Pouget disait que la main du Seigneur l’avait touché. Elle le toucha en effet en ce qui lui était le plus sensible, à savoir ses yeux. Lui qui était avide de curiosité, il demandait beaucoup de services à sa vue. Il les avait fatigués (ses yeux) à des observations botaniques et astronomiques.

À 35 ans, en sa dernière année à Evreux, une première attaque de glaucome survint. Sa vue ne cesse de se dégrader. C’est ensuite une explosion dans son laboratoire de physique à Paris qui lui brûla le visage. En 1895, il tente l’opération. Malencontreusement le chirurgien lui pique l’œil entre l’iris et le cristallin au lieu de le piquer à la sclérotique, ce qui occasionna la perte de l’œil droit. Ce sera ensuite la vue de son œil gauche qui diminuera pour devenir totalement aveugle en janvier 1919. Il a 61 ans.

C’est à la maison mère des Pères Lazaristes que son rayonnement prendra toute son ampleur. Il occupait la chambre 104, « Cette chambre était obscure, pauvre et insalubre. Elle était obscure, parce qu’un aveugle, redoute la lumière, qui le brûle au lieu de l’éclairer. Elle était pauvre, parce que M. Pouget avait l’âme d’un pauvre. » Celui qui entrait dans son home ne pouvait qu’en être frappé par sa simplicité. Pas d’entrer en matière, ni de cérémonie. La conversation s’engageait à propose de tout et de rien. Que le visiteur fut un inconnu, « M. Pouget le traitait toujours comme une antique connaissance »[3].

On le disait savant mais il n’enseignait plus. Cependant sa chambre servait de bureau de consultation et de salle de classe. Original et singulier qu’il était, ses familiers n’étaient pas déconcertés par ses propos. Les autres partaient du simple fait que son savoir prodigieux qui s’offrait avec grande simplicité ne répondait cependant pas au renseignement espéré.
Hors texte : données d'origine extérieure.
//! Data models for analytics

use std::collections::BTreeMap;

use crate::models::{Category, DomainStat, SearchQueryStat, VisitRecord};

use super::search::count_search_queries;
use super::summary;

/// How many search queries a local summary keeps.
pub const LOCAL_SEARCH_LIMIT: usize = 20;

/// The four metric families the dashboard is built from, whether they came
/// from the metrics store or from a fresh extraction.
#[derive(Debug, Clone, Default, PartialEq)]
pub struct MetricsSnapshot {
    /// Sorted by visit count, highest first
    pub domains: Vec<DomainStat>,
    /// Sorted by count, highest first
    pub searches: Vec<SearchQueryStat>,
    pub categories: BTreeMap<Category, u64>,
    /// UTC hour ("0".."23") to visit count
    pub hourly: BTreeMap<String, u64>,
}

impl MetricsSnapshot {
    /// Summarize one extraction batch in-process.
    pub fn from_records(records: &[VisitRecord]) -> Self {
        Self {
            domains: summary::domain_stats(records),
            searches: count_search_queries(
                records.iter().map(|r| r.url.as_str()),
                LOCAL_SEARCH_LIMIT,
            ),
            categories: summary::category_counts(records),
            hourly: summary::hourly_activity(records),
        }
    }

    /// Nothing usable for a dashboard: no domains and no searches.
    pub fn is_empty(&self) -> bool {
        self.domains.is_empty() && self.searches.is_empty()
    }
}
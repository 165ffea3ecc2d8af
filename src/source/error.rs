use std::io;
use std::path::PathBuf;
use thiserror::Error;

#[derive(Debug, Error)]
pub enum SourceError {
    /// None of the candidate paths holds a readable, non-empty history file
    #[error("no readable history file among {candidates} candidate paths")]
    Unavailable { candidates: usize },

    /// The snapshot could not be taken, after the raw-copy fallback if one applied
    #[error("failed to snapshot {}: {source}", path.display())]
    CopyFailed {
        path: PathBuf,
        #[source]
        source: io::Error,
    },

    #[error("history query failed: {0}")]
    QueryFailed(#[from] sqlx::Error),
}

/// A single malformed `urls` row. Counted and skipped, never surfaced.
#[derive(Debug, Error)]
pub enum RowError {
    #[error(transparent)]
    Decode(#[from] sqlx::Error),

    #[error("{column} is negative ({value})")]
    NegativeCount { column: &'static str, value: i64 },
}
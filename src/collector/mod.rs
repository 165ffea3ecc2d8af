//! Periodic collection from the history source into the metrics store

pub mod scheduler;
pub mod state;

pub use scheduler::{
    CollectionScheduler, CycleReport, DiagnosticsReport, HistoryAccessReport, StatusReport,
};
pub use state::{CollectionState, Phase};
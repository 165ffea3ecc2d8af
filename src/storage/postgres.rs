use crate::config::is_valid_table_name;
use crate::models::{Category, DomainStat, VisitRecord};
use crate::storage::trait_def::{fold_categories, to_count, to_sql_count, DomainRow};
use crate::storage::{MetricsBackend, StoreError, StoreResult};
use async_trait::async_trait;
use chrono::{DateTime, Utc};
use sqlx::postgres::PgPoolOptions;
use sqlx::PgPool;
use std::collections::BTreeMap;
use std::sync::Arc;
use std::time::Duration;

pub struct PostgresBackend {
    pool: Arc<PgPool>,
    table: String,
}

impl PostgresBackend {
    pub async fn new(database_url: &str, max_connections: u32, table: &str) -> StoreResult<Self> {
        if !is_valid_table_name(table) {
            return Err(StoreError::InvalidConfig(format!(
                "'{table}' is not a valid table name"
            )));
        }

        let pool = PgPoolOptions::new()
            .max_connections(max_connections)
            .acquire_timeout(Duration::from_secs(5))
            .connect(database_url)
            .await
            .map_err(StoreError::BackendUnreachable)?;

        Ok(Self {
            pool: Arc::new(pool),
            table: table.to_string(),
        })
    }
}

#[async_trait]
impl MetricsBackend for PostgresBackend {
    fn kind(&self) -> &'static str {
        "postgres"
    }

    async fn init(&self) -> StoreResult<()> {
        sqlx::query(&format!(
            r#"
            CREATE TABLE IF NOT EXISTS {table} (
                url TEXT NOT NULL,
                visit_time BIGINT NOT NULL,
                domain TEXT NOT NULL,
                category TEXT NOT NULL,
                title TEXT,
                visit_count BIGINT NOT NULL DEFAULT 0,
                typed_count BIGINT NOT NULL DEFAULT 0,
                PRIMARY KEY (url, visit_time)
            )
            "#,
            table = self.table
        ))
        .execute(self.pool.as_ref())
        .await
        .map_err(StoreError::BackendUnreachable)?;

        sqlx::query(&format!(
            "CREATE INDEX IF NOT EXISTS idx_{table}_visit_time ON {table}(visit_time)",
            table = self.table
        ))
        .execute(self.pool.as_ref())
        .await
        .map_err(StoreError::BackendUnreachable)?;

        sqlx::query(&format!(
            "CREATE INDEX IF NOT EXISTS idx_{table}_domain ON {table}(domain)",
            table = self.table
        ))
        .execute(self.pool.as_ref())
        .await
        .map_err(StoreError::BackendUnreachable)?;

        Ok(())
    }

    async fn ping(&self) -> StoreResult<()> {
        sqlx::query("SELECT 1")
            .execute(self.pool.as_ref())
            .await
            .map_err(StoreError::BackendUnreachable)?;
        Ok(())
    }

    async fn write_points(&self, records: &[VisitRecord]) -> StoreResult<u64> {
        let upsert = format!(
            r#"
            INSERT INTO {table} (url, visit_time, domain, category, title, visit_count, typed_count)
            VALUES ($1, $2, $3, $4, $5, $6, $7)
            ON CONFLICT (url, visit_time) DO UPDATE SET
                domain = EXCLUDED.domain,
                category = EXCLUDED.category,
                title = EXCLUDED.title,
                visit_count = EXCLUDED.visit_count,
                typed_count = EXCLUDED.typed_count
            "#,
            table = self.table
        );

        let mut tx = self.pool.begin().await?;
        let mut written = 0u64;

        for record in records {
            let Some(visit_time) = record.visit_time else {
                continue;
            };

            sqlx::query(&upsert)
                .bind(&record.url)
                .bind(visit_time.timestamp())
                .bind(&record.domain)
                .bind(record.category.as_str())
                .bind(record.title.as_deref())
                .bind(to_sql_count(record.visit_count))
                .bind(to_sql_count(record.typed_count))
                .execute(&mut *tx)
                .await?;
            written += 1;
        }

        tx.commit().await?;
        Ok(written)
    }

    async fn domain_stats(&self, since: DateTime<Utc>, limit: usize) -> StoreResult<Vec<DomainStat>> {
        let rows = sqlx::query_as::<_, DomainRow>(&format!(
            r#"
            SELECT
                v.domain AS domain,
                SUM(v.visit_count)::BIGINT AS visit_count,
                MAX(v.visit_time) AS last_visit,
                (
                    SELECT latest.category FROM {table} latest
                    WHERE latest.domain = v.domain AND latest.visit_time >= $1
                    ORDER BY latest.visit_time DESC
                    LIMIT 1
                ) AS category
            FROM {table} v
            WHERE v.visit_time >= $1
            GROUP BY v.domain
            ORDER BY visit_count DESC, domain ASC
            LIMIT $2
            "#,
            table = self.table
        ))
        .bind(since.timestamp())
        .bind(i64::try_from(limit).unwrap_or(i64::MAX))
        .fetch_all(self.pool.as_ref())
        .await?;

        Ok(rows.into_iter().map(DomainRow::into_stat).collect())
    }

    async fn visited_urls(&self, since: DateTime<Utc>) -> StoreResult<Vec<String>> {
        let urls = sqlx::query_scalar::<_, String>(&format!(
            "SELECT url FROM {table} WHERE visit_time >= $1 ORDER BY visit_time DESC",
            table = self.table
        ))
        .bind(since.timestamp())
        .fetch_all(self.pool.as_ref())
        .await?;

        Ok(urls)
    }

    async fn category_counts(&self, since: DateTime<Utc>) -> StoreResult<BTreeMap<Category, u64>> {
        let rows = sqlx::query_as::<_, (String, i64)>(&format!(
            r#"
            SELECT category, COUNT(*) AS count
            FROM {table}
            WHERE visit_time >= $1
            GROUP BY category
            "#,
            table = self.table
        ))
        .bind(since.timestamp())
        .fetch_all(self.pool.as_ref())
        .await?;

        Ok(fold_categories(rows))
    }

    async fn hourly_counts(&self, since: DateTime<Utc>) -> StoreResult<BTreeMap<String, u64>> {
        let rows = sqlx::query_as::<_, (i64, i64)>(&format!(
            r#"
            SELECT EXTRACT(HOUR FROM to_timestamp(visit_time) AT TIME ZONE 'UTC')::BIGINT AS hour,
                   COUNT(*) AS count
            FROM {table}
            WHERE visit_time >= $1
            GROUP BY hour
            "#,
            table = self.table
        ))
        .bind(since.timestamp())
        .fetch_all(self.pool.as_ref())
        .await?;

        Ok(rows
            .into_iter()
            .map(|(hour, count)| (hour.to_string(), to_count(count)))
            .collect())
    }

    async fn delete_before(&self, cutoff: DateTime<Utc>) -> StoreResult<u64> {
        let result = sqlx::query(&format!(
            "DELETE FROM {table} WHERE visit_time < $1",
            table = self.table
        ))
        .bind(cutoff.timestamp())
        .execute(self.pool.as_ref())
        .await?;

        Ok(result.rows_affected())
    }

    async fn point_count(&self) -> StoreResult<u64> {
        let count = sqlx::query_scalar::<_, i64>(&format!(
            "SELECT COUNT(*) FROM {table}",
            table = self.table
        ))
        .fetch_one(self.pool.as_ref())
        .await?;

        Ok(to_count(count))
    }

    async fn close(&self) {
        self.pool.close().await;
    }
}
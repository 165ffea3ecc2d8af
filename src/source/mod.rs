//! Browser history source

pub mod error;
pub mod reader;

pub use error::{RowError, SourceError};
pub use reader::{
    default_history_paths, AccessProbe, Extraction, ExtractionReport, HistoryInfo, SourceReader,
};
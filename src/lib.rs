pub mod analytics;
pub mod api;
pub mod collector;
pub mod config;
pub mod models;
pub mod source;
pub mod storage;
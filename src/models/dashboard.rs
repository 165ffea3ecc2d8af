//! Response shapes served by the dashboard API.

use serde::{Deserialize, Serialize};
use std::collections::BTreeMap;

#[derive(Debug, Clone, PartialEq, Serialize, Deserialize)]
pub struct DashboardPayload {
    pub top_domains: Vec<TopDomain>,
    pub top_searches: Vec<TopSearch>,
    pub focus: Focus,
    /// Hour of day ("8".."17") to estimated minutes
    pub golden_hours: BTreeMap<String, u64>,
    pub sessions: Vec<Session>,
    pub trends: Trends,
    pub chains: Vec<Vec<String>>,
    pub interests: Vec<String>,
}

#[derive(Debug, Clone, PartialEq, Eq, Serialize, Deserialize)]
pub struct TopDomain {
    pub domain: String,
    pub minutes: u64,
}

#[derive(Debug, Clone, PartialEq, Eq, Serialize, Deserialize)]
pub struct TopSearch {
    pub q: String,
    pub count: u64,
}

#[derive(Debug, Clone, PartialEq, Serialize, Deserialize)]
pub struct Focus {
    pub docs_min: u64,
    pub social_min: u64,
    pub score: f64,
}

#[derive(Debug, Clone, PartialEq, Eq, Serialize, Deserialize)]
pub struct Session {
    /// UTC, minute resolution: `%Y-%m-%dT%H:%M`
    pub start: String,
    pub duration_min: u64,
    pub dominant: String,
    pub path: Vec<String>,
}

/// Period-over-period deltas. No historical comparison is computed, so all
/// three are always zero.
#[derive(Debug, Clone, Default, PartialEq, Eq, Serialize, Deserialize)]
pub struct Trends {
    pub docs_min_delta_pct: i64,
    pub social_min_delta_pct: i64,
    pub search_count_delta_pct: i64,
}
use async_trait::async_trait;
use chrono::{DateTime, Utc};
use std::collections::BTreeMap;
use thiserror::Error;

use crate::models::{Category, DomainStat, VisitRecord};

#[derive(Debug, Error)]
pub enum StoreError {
    /// Connecting or provisioning failed
    #[error("metrics backend unreachable: {0}")]
    BackendUnreachable(#[source] sqlx::Error),
    #[error("metrics query failed: {0}")]
    QueryFailed(#[from] sqlx::Error),
    #[error("invalid metrics store configuration: {0}")]
    InvalidConfig(String),
}

pub type StoreResult<T> = Result<T, StoreError>;

/// One place visit points can live.
///
/// A point is keyed by `(url, visit_time)`; writing the same key again
/// replaces the earlier point. Window queries include points at or after
/// `since`.
#[async_trait]
pub trait MetricsBackend: Send + Sync {
    /// Short name shown in diagnostics
    fn kind(&self) -> &'static str;

    /// Create the points table if missing. Safe to call repeatedly.
    async fn init(&self) -> StoreResult<()>;

    async fn ping(&self) -> StoreResult<()>;

    /// Upsert every record that has a visit time, returning how many were written
    async fn write_points(&self, records: &[VisitRecord]) -> StoreResult<u64>;

    /// Per-domain totals, highest visit count first
    async fn domain_stats(&self, since: DateTime<Utc>, limit: usize) -> StoreResult<Vec<DomainStat>>;

    /// URL of every point in the window, one entry per point
    async fn visited_urls(&self, since: DateTime<Utc>) -> StoreResult<Vec<String>>;

    async fn category_counts(&self, since: DateTime<Utc>) -> StoreResult<BTreeMap<Category, u64>>;

    /// Point count per UTC hour of day, keyed "0".."23"
    async fn hourly_counts(&self, since: DateTime<Utc>) -> StoreResult<BTreeMap<String, u64>>;

    /// Remove points older than `cutoff`, returning how many were removed
    async fn delete_before(&self, cutoff: DateTime<Utc>) -> StoreResult<u64>;

    async fn point_count(&self) -> StoreResult<u64>;

    async fn close(&self);
}

/// Stored counts are non-negative; clamp anything odd coming back from SQL.
pub(crate) fn to_count(value: i64) -> u64 {
    u64::try_from(value).unwrap_or(0)
}

pub(crate) fn to_sql_count(value: u64) -> i64 {
    i64::try_from(value).unwrap_or(i64::MAX)
}

/// Fold `(label, count)` rows into category totals.
pub(crate) fn fold_categories<I>(rows: I) -> BTreeMap<Category, u64>
where
    I: IntoIterator<Item = (String, i64)>,
{
    let mut counts = BTreeMap::new();
    for (label, count) in rows {
        let total = counts.entry(Category::from(label.as_str())).or_insert(0u64);
        *total = total.saturating_add(to_count(count));
    }
    counts
}

/// Row shape of the per-domain query, shared by the SQL backends.
#[derive(Debug, sqlx::FromRow)]
pub(crate) struct DomainRow {
    pub domain: String,
    pub visit_count: i64,
    pub last_visit: i64,
    pub category: Option<String>,
}

impl DomainRow {
    pub fn into_stat(self) -> DomainStat {
        DomainStat {
            domain: self.domain,
            visit_count: to_count(self.visit_count),
            category: self
                .category
                .as_deref()
                .map(Category::from)
                .unwrap_or(Category::Other),
            last_visit: DateTime::from_timestamp(self.last_visit, 0),
        }
    }
}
M. Pouget était imprévisible. Il vous écoutait avec grande attention, semblait effleurer la question et s’égarait ensuite loin de son interlocuteur. En son esprit, il passait d’un sujet à un autre.

Plus extraordinaire encore, M. Pouget avait un champ démesuré de sa mémoire. Il ne cessait de la mesurer, de l’entretenir. « Dans l’Ancien Testament, M. Pouget avait confié à sa mémoire en hébreu, en latin et parfois en grec, les premiers chapitres de la Genèse, en particulier les trois premiers. Il savait aussi en hébreu une grande partie de Job et le Cantique des Cantiques. Il savait en Grec et très exactement, le livre de la Sagesse. Et naturellement, il savait de fort longs passages des autres livres ; je me borne à noter ses préférences. Pour le Nouveau Testament, il en possédait tout le latin, regrettant toujours de ne l’avoir pas apprise en grec lorsqu’il était jeune. Il avait même soutenu sa mémoire sur la mathématique des versets. Il savait au moins pour les textes les plus importants à ses yeux, que ceci était au verset tant et tant du chapitre tant et tant ; il lui arrivait bien rarement de se tromper [4]».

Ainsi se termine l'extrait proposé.